I accept that publication of my comments is subject to the code of conduct.

taty | Tuesday 07 June 2016

Boycot de tous les zoos c'est la seule solution.

eucil | Tuesday 07 June 2016

Bien que je sois triste pour le gorille... j'ai une question pour vous qui avez écrit cet article... Êtes vous spécialiste en comportement animal... plus particulièrement pour les gorille???

Parce que j'ai lu un article d'une comportementaliste qui a travaillé dans un zoo. Et bien que ça lui ait briser le coeur de voir un gorille se faire tuer... C'était la seul solution car non... le gorille ne se comportait pas avec le petit comme un des siens. Oui, il aurait très bien pu devenir violent car l'enfant était un intru dans son enclos et il était stressé...

C'est certain que ça n'aidait pas avec les cris autour mais le zoo n'avait d'autres choix. Croyez-vous que ça leur a fait plaisir de tuer ce gorille qui était une attraction pour leur clients...

La seule chose à dire... C'est que les zoo ne devrait pas exister, à moins que ce soit des animaux rescapés qui ne peuvent retourner dans leurs habitacles naturels. Comme l'écomuséum que nous avons à Montréal...

One Voice | Tuesday 07 June 2016

Harambé protégeait l’enfant, la primatologue Jane Goodall, qui a passé la majeure partie de sa vie à étudier les primates, est formelle. Dans tous les cas, la question ici est bien de poser la question de l’existence des zoos qui ne protègent pas les animaux mais les exploitent pour du profit.
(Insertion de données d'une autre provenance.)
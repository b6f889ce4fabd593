//! Process registry backed by a generational slot arena.

use crate::handle::ProcessHandle;
use crate::process::{Priority, Process, ProcessId};
use std::collections::VecDeque;
use tracing::debug;

/// One arena slot. `process` is `None` while the slot sits on the free list.
#[derive(Debug, Default)]
struct Slot {
    generation: u32,
    process: Option<Process>,
}

/// Registry owning every [`Process`] record.
///
/// Enumeration order is most-recently-inserted first. Duplicate ids are
/// accepted; lookups by id always return the match nearest the front.
#[derive(Debug, Default)]
pub struct ProcessRegistry {
    /// Record storage, indexed by handle slot
    slots: Vec<Slot>,
    /// Vacant slots available for reuse
    free: Vec<u32>,
    /// Live slots, front = most recently inserted
    order: VecDeque<u32>,
}

impl ProcessRegistry {
    /// Create an empty registry.
    pub fn new() -> Self {
        Self::default()
    }

    /// Insert a process at the front of the registry.
    pub fn insert(
        &mut self,
        id: ProcessId,
        name: impl Into<String>,
        priority: Priority,
    ) -> ProcessHandle {
        self.insert_process(Process::new(id, name, priority))
    }

    pub(crate) fn insert_process(&mut self, process: Process) -> ProcessHandle {
        if self.find(process.id()).is_some() {
            debug!(process_id = process.id(), "Inserting process with duplicate id");
        }

        let process_id = process.id();
        let slot = match self.free.pop() {
            Some(slot) => {
                self.slots[slot as usize].process = Some(process);
                slot
            }
            None => {
                self.slots.push(Slot {
                    generation: 0,
                    process: Some(process),
                });
                (self.slots.len() - 1) as u32
            }
        };
        self.order.push_front(slot);

        let handle = ProcessHandle::new(slot, self.slots[slot as usize].generation);
        debug!(process_id, %handle, "Inserted process");
        handle
    }

    /// Remove the first process with the given id.
    ///
    /// Returns the removed record, or `None` if no process matched.
    pub fn remove(&mut self, id: ProcessId) -> Option<Process> {
        let position = self.position_of(id)?;
        let slot = self.order.remove(position)?;
        let process = self.release(slot);
        debug!(process_id = id, "Removed process");
        process
    }

    /// Find the first process with the given id.
    pub fn find(&self, id: ProcessId) -> Option<&Process> {
        self.enumerate().find(|process| process.id() == id)
    }

    /// Get a handle to the first process with the given id.
    pub fn find_handle(&self, id: ProcessId) -> Option<ProcessHandle> {
        let position = self.position_of(id)?;
        let slot = self.order[position];
        Some(ProcessHandle::new(slot, self.slots[slot as usize].generation))
    }

    /// Resolve a handle. Stale handles resolve to `None`.
    pub fn get(&self, handle: ProcessHandle) -> Option<&Process> {
        self.slots
            .get(handle.slot())
            .filter(|slot| slot.generation == handle.generation())
            .and_then(|slot| slot.process.as_ref())
    }

    /// Check whether a handle still refers to a live record.
    pub fn contains(&self, handle: ProcessHandle) -> bool {
        self.get(handle).is_some()
    }

    /// Change the priority of the first process with the given id.
    ///
    /// Returns `false` if no process matched.
    pub fn update_priority(&mut self, id: ProcessId, priority: Priority) -> bool {
        let Some(position) = self.position_of(id) else {
            return false;
        };
        let slot = self.order[position] as usize;
        match self.slots[slot].process.as_mut() {
            Some(process) => {
                debug!(
                    process_id = id,
                    old = process.priority(),
                    new = priority,
                    "Updated process priority"
                );
                process.set_priority(priority);
                true
            }
            None => false,
        }
    }

    /// Iterate over all processes, most recently inserted first.
    pub fn enumerate(&self) -> impl Iterator<Item = &Process> + '_ {
        self.order
            .iter()
            .filter_map(move |&slot| self.slots[slot as usize].process.as_ref())
    }

    /// Iterate over all processes, oldest first.
    pub(crate) fn enumerate_oldest_first(&self) -> impl Iterator<Item = &Process> + '_ {
        self.order
            .iter()
            .rev()
            .filter_map(move |&slot| self.slots[slot as usize].process.as_ref())
    }

    /// Number of live processes.
    pub fn len(&self) -> usize {
        self.order.len()
    }

    /// Check if the registry holds no processes.
    pub fn is_empty(&self) -> bool {
        self.order.is_empty()
    }

    /// Destroy every process and invalidate all outstanding handles.
    pub fn clear(&mut self) {
        if self.order.is_empty() {
            return;
        }

        let live: Vec<u32> = self.order.drain(..).collect();
        let count = live.len();
        for slot in live {
            self.release(slot);
        }
        debug!(count, "Cleared process registry");
    }

    fn position_of(&self, id: ProcessId) -> Option<usize> {
        self.order.iter().position(|&slot| {
            self.slots[slot as usize]
                .process
                .as_ref()
                .is_some_and(|process| process.id() == id)
        })
    }

    /// Vacate a slot, bumping its generation so old handles go stale.
    ///
    /// A slot whose generation reaches `u32::MAX` is retired instead of
    /// reused, so a generation value is never handed out twice.
    fn release(&mut self, slot: u32) -> Option<Process> {
        let entry = &mut self.slots[slot as usize];
        let process = entry.process.take();
        entry.generation += 1;
        if entry.generation < u32::MAX {
            self.free.push(slot);
        } else {
            debug!(slot, "Retired exhausted slot");
        }
        process
    }
}

#[cfg(test)]
mod tests {
    use super::*;
    use proptest::prelude::*;

    fn ids(registry: &ProcessRegistry) -> Vec<ProcessId> {
        registry.enumerate().map(Process::id).collect()
    }

    #[test]
    fn test_insert_and_find() {
        let mut registry = ProcessRegistry::new();
        registry.insert(1, "init", 4);

        let process = registry.find(1).expect("process should exist");
        assert_eq!(process.id(), 1);
        assert_eq!(process.name(), "init");
        assert_eq!(process.priority(), 4);
        assert!(registry.find(2).is_none());
    }

    #[test]
    fn test_enumerate_most_recent_first() {
        let mut registry = ProcessRegistry::new();
        registry.insert(1, "a", 0);
        registry.insert(2, "b", 0);
        registry.insert(3, "c", 0);

        assert_eq!(ids(&registry), vec![3, 2, 1]);
        assert_eq!(registry.len(), 3);
    }

    #[test]
    fn test_update_priority() {
        let mut registry = ProcessRegistry::new();
        registry.insert(5, "a", 1);

        assert!(registry.update_priority(5, 9));
        assert_eq!(registry.find(5).map(Process::priority), Some(9));

        assert!(!registry.update_priority(6, 9));
    }

    #[test]
    fn test_remove() {
        let mut registry = ProcessRegistry::new();
        registry.insert(1, "a", 0);
        registry.insert(2, "b", 0);
        registry.insert(3, "c", 0);

        let removed = registry.remove(2).expect("process should be removed");
        assert_eq!(removed.name(), "b");
        assert_eq!(ids(&registry), vec![3, 1]);

        // Absent id is a no-op
        assert!(registry.remove(42).is_none());
        assert_eq!(registry.len(), 2);
    }

    #[test]
    fn test_duplicate_ids_resolve_to_most_recent() {
        let mut registry = ProcessRegistry::new();
        registry.insert(1, "old", 1);
        registry.insert(1, "new", 2);

        assert_eq!(registry.find(1).map(Process::name), Some("new"));

        registry.remove(1);
        assert_eq!(registry.find(1).map(Process::name), Some("old"));

        assert!(registry.update_priority(1, 7));
        assert_eq!(registry.find(1).map(Process::priority), Some(7));
    }

    #[test]
    fn test_handle_goes_stale_after_remove() {
        let mut registry = ProcessRegistry::new();
        let handle = registry.insert(1, "a", 0);
        assert!(registry.contains(handle));

        registry.remove(1);
        assert!(registry.get(handle).is_none());

        // The slot is reused but the old handle must not alias the new record
        let reused = registry.insert(2, "b", 0);
        assert!(registry.get(handle).is_none());
        assert_eq!(registry.get(reused).map(Process::id), Some(2));
    }

    #[test]
    fn test_clear_invalidates_handles() {
        let mut registry = ProcessRegistry::new();
        let first = registry.insert(1, "a", 0);
        let second = registry.insert(2, "b", 0);

        registry.clear();
        assert!(registry.is_empty());
        assert!(!registry.contains(first));
        assert!(!registry.contains(second));

        // Idempotent
        registry.clear();
        assert!(registry.is_empty());
    }

    #[test]
    fn test_exhausted_slot_is_retired() {
        let mut registry = ProcessRegistry::new();
        registry.insert(1, "a", 0);
        registry.slots[0].generation = u32::MAX - 1;
        let old = registry.find_handle(1).expect("handle should exist");

        registry.remove(1);
        assert!(registry.free.is_empty());

        let fresh = registry.insert(2, "b", 0);
        assert_eq!(registry.slots.len(), 2);
        assert_eq!(fresh.slot(), 1);
        assert!(!registry.contains(old));
        assert_eq!(registry.get(fresh).map(Process::id), Some(2));
    }

    #[test]
    fn test_enumerate_oldest_first_is_reverse() {
        let mut registry = ProcessRegistry::new();
        registry.insert(1, "a", 0);
        registry.insert(2, "b", 0);
        registry.insert(3, "c", 0);
        registry.remove(2);

        let oldest: Vec<ProcessId> = registry.enumerate_oldest_first().map(Process::id).collect();
        assert_eq!(oldest, vec![1, 3]);
    }

    #[test]
    fn test_find_handle_matches_find() {
        let mut registry = ProcessRegistry::new();
        registry.insert(1, "a", 0);
        registry.insert(2, "b", 0);

        let handle = registry.find_handle(1).expect("handle should exist");
        assert_eq!(registry.get(handle), registry.find(1));
        assert!(registry.find_handle(3).is_none());
    }

    #[derive(Debug, Clone)]
    enum Op {
        Insert(ProcessId, Priority),
        Remove(ProcessId),
        Update(ProcessId, Priority),
    }

    fn op() -> impl Strategy<Value = Op> {
        prop_oneof![
            (0..5i64, -3..3i64).prop_map(|(id, priority)| Op::Insert(id, priority)),
            (0..5i64).prop_map(Op::Remove),
            (0..5i64, -3..3i64).prop_map(|(id, priority)| Op::Update(id, priority)),
        ]
    }

    proptest! {
        #![proptest_config(ProptestConfig::with_cases(200))]

        /// The registry behaves like a list with front insertion and
        /// first-match lookup, and removed handles never resolve again.
        #[test]
        fn registry_matches_front_insert_model(ops in proptest::collection::vec(op(), 0..60)) {
            let mut registry = ProcessRegistry::new();
            let mut model: Vec<(ProcessHandle, Process)> = Vec::new();
            let mut dead: Vec<ProcessHandle> = Vec::new();

            for op in ops {
                match op {
                    Op::Insert(id, priority) => {
                        let handle = registry.insert(id, "p", priority);
                        model.insert(0, (handle, Process::new(id, "p", priority)));
                    }
                    Op::Remove(id) => {
                        let removed = registry.remove(id);
                        match model.iter().position(|(_, p)| p.id() == id) {
                            Some(index) => {
                                let (handle, process) = model.remove(index);
                                prop_assert_eq!(removed, Some(process));
                                dead.push(handle);
                            }
                            None => prop_assert!(removed.is_none()),
                        }
                    }
                    Op::Update(id, priority) => {
                        let updated = registry.update_priority(id, priority);
                        match model.iter_mut().find(|(_, p)| p.id() == id) {
                            Some((_, process)) => {
                                prop_assert!(updated);
                                process.set_priority(priority);
                            }
                            None => prop_assert!(!updated),
                        }
                    }
                }

                let expected: Vec<&Process> = model.iter().map(|(_, p)| p).collect();
                let actual: Vec<&Process> = registry.enumerate().collect();
                prop_assert_eq!(actual, expected);
                prop_assert_eq!(registry.len(), model.len());

                for id in 0..5 {
                    let expected = model.iter().find(|(_, p)| p.id() == id).map(|(_, p)| p);
                    prop_assert_eq!(registry.find(id), expected);
                }
                for (handle, process) in &model {
                    prop_assert_eq!(registry.get(*handle), Some(process));
                }
                for handle in &dead {
                    prop_assert!(!registry.contains(*handle));
                }
            }
        }
    }
}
Théa | Monday 06 June 2016

Le geste tueur a été trop hâtif ?

NORM27 | Monday 06 June 2016

Tant que l'être humain sera pris dans les pièges de l'égo il réagira de cette façon. L'amour et la sincérité de ce gorille sont de toute beauté si c'est vraiment ce qui s'est passé. Un espoir en moi qu'au moins quelques humains verront comment nous jugeons autant les animaux comme les humains de façon radicale avec notre ÉGO. Les justes serons récompensés un jour.... je souhaite que nous apprenions quelque chose de cette expérience. Merci à ce gorille d'avoir donné sa vie pour nous montrer notre EGOISME ....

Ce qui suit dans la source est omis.